Goal of the exercise:
Write down, unchanged, the entries from the first line through the line holding "anchor itself is". Include no other line.

Exercise input:
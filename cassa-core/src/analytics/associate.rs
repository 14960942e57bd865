use std::cmp::Reverse;
use std::collections::{BTreeMap, BTreeSet};

use chrono::NaiveDate;

use crate::error::CassaError;
use crate::types::{AssociationScore, TransactionRecord};

/// Rank products by how often they sell on the same day as `anchor`.
///
/// A "basket" is every transaction sharing one calendar date: the data
/// model carries no transaction or customer identifier, so daily
/// co-occurrence is the documented unit of association, even though it
/// conflates unrelated customers. Presence is binary: a product is either
/// in a day's basket or not, regardless of quantity.
///
/// For each other product, `score = co_days / anchor_days`: the
/// conditional frequency of that product appearing on an anchor-purchase
/// day. Scores are therefore always within `[0, 1]`. The anchor itself is
/// excluded from the result. Ordering is score descending with ties broken
/// by product identifier ascending, so repeated queries over identical
/// data return byte-identical rankings; the result is truncated to
/// `top_k` entries.
///
/// # Errors
/// Returns `Err(CassaError::NoCoOccurrence)` when the anchor never sold in
/// the subset: with zero anchor days there is no denominator, and the
/// emptiness check is what keeps the scoring division well-defined.
///
/// ```
/// use cassa_core::{recommend_products, TransactionRecord};
/// use chrono::NaiveDate;
/// use rust_decimal::Decimal;
///
/// let d = |s: &str| s.parse::<NaiveDate>().unwrap();
/// let row = |date: &str, product: &str| TransactionRecord {
///     date: d(date),
///     product: product.into(),
///     category: "care".into(),
///     unit_price: Decimal::ONE,
///     quantity: 1,
///     revenue: Decimal::ONE,
/// };
/// // A sells on two days, B on one of them: score 1/2.
/// let rows = [row("2025-01-01", "A"), row("2025-01-01", "B"), row("2025-01-02", "A")];
/// let ranked = recommend_products(rows.iter(), "A", 3).unwrap();
/// assert_eq!(ranked.len(), 1);
/// assert_eq!(ranked[0].product, "B");
/// assert!((ranked[0].score - 0.5).abs() < f64::EPSILON);
/// ```
pub fn recommend_products<'a, I>(
    subset: I,
    anchor: &str,
    top_k: usize,
) -> Result<Vec<AssociationScore>, CassaError>
where
    I: IntoIterator<Item = &'a TransactionRecord>,
{
    let mut baskets: BTreeMap<NaiveDate, BTreeSet<&str>> = BTreeMap::new();
    for record in subset {
        if record.quantity > 0 {
            baskets
                .entry(record.date)
                .or_default()
                .insert(record.product.as_str());
        }
    }

    let anchor_baskets: Vec<&BTreeSet<&str>> = baskets
        .values()
        .filter(|basket| basket.contains(anchor))
        .collect();
    if anchor_baskets.is_empty() {
        return Err(CassaError::no_co_occurrence(anchor));
    }

    let mut co_days: BTreeMap<&str, usize> = BTreeMap::new();
    for basket in &anchor_baskets {
        for &product in basket.iter() {
            if product != anchor {
                *co_days.entry(product).or_insert(0) += 1;
            }
        }
    }

    let anchor_days = anchor_baskets.len();
    // All scores share the denominator, so ranking compares the raw day
    // counts; the BTreeMap already yields products in ascending order and
    // the stable sort preserves that order within equal counts.
    let mut ranked: Vec<(&str, usize)> = co_days.into_iter().collect();
    ranked.sort_by_key(|&(_, count)| Reverse(count));

    Ok(ranked
        .into_iter()
        .take(top_k)
        .map(|(product, count)| AssociationScore {
            product: product.to_string(),
            score: count as f64 / anchor_days as f64,
        })
        .collect())
}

Output:
filename cassa-core/src/analytics/associate.rs
repository 14960942e57bd865
use std::cmp::Reverse;
use std::collections::{BTreeMap, BTreeSet};

use chrono::NaiveDate;

use crate::error::CassaError;
use crate::types::{AssociationScore, TransactionRecord};

/// Rank products by how often they sell on the same day as `anchor`.
///
/// A "basket" is every transaction sharing one calendar date: the data
/// model carries no transaction or customer identifier, so daily
/// co-occurrence is the documented unit of association, even though it
/// conflates unrelated customers. Presence is binary: a product is either
/// in a day's basket or not, regardless of quantity.
///
/// For each other product, `score = co_days / anchor_days`: the
/// conditional frequency of that product appearing on an anchor-purchase
/// day. Scores are therefore always within `[0, 1]`. The anchor itself is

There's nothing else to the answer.